Task: Copy word for word each line from the one that has "pub fn root(&self)" to the last line of the records, with no other lines.

Source data:
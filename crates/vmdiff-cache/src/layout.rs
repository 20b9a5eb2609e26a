use std::path::{Path, PathBuf};

/// Directory layout of one cached run:
///
/// ```text
/// <results>/<run_id>/
///     disk/      filesystem bodies, mirroring the snapshot's paths
///     memory/    process bodies, one file per process id
///     tree/      tree.json, children.json
///     tree/json/ static API files
/// ```
#[derive(Clone, Debug, PartialEq, Eq)]
pub struct RunLayout {
    root: PathBuf,
}

impl RunLayout {
    pub fn new(results_dir: impl AsRef<Path>, run_id: &str) -> Self {
        Self {
            root: results_dir.as_ref().join(run_id),
        }
    }

    /// Use `root` directly as the run directory.
    pub fn at(root: impl Into<PathBuf>) -> Self {
        Self { root: root.into() }
    }

    pub fn root(&self) -> &Path {
        &self.root
    }

    pub fn disk_dir(&self) -> PathBuf {
        self.root.join("disk")
    }

    pub fn memory_dir(&self) -> PathBuf {
        self.root.join("memory")
    }

    pub fn tree_dir(&self) -> PathBuf {
        self.root.join("tree")
    }

    pub fn api_dir(&self) -> PathBuf {
        self.tree_dir().join("json")
    }
}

Solution below:
    pub fn root(&self) -> &Path {
        &self.root
    }

    pub fn disk_dir(&self) -> PathBuf {
        self.root.join("disk")
    }

    pub fn memory_dir(&self) -> PathBuf {
        self.root.join("memory")
    }

    pub fn tree_dir(&self) -> PathBuf {
        self.root.join("tree")
    }

    pub fn api_dir(&self) -> PathBuf {
        self.tree_dir().join("json")
    }
}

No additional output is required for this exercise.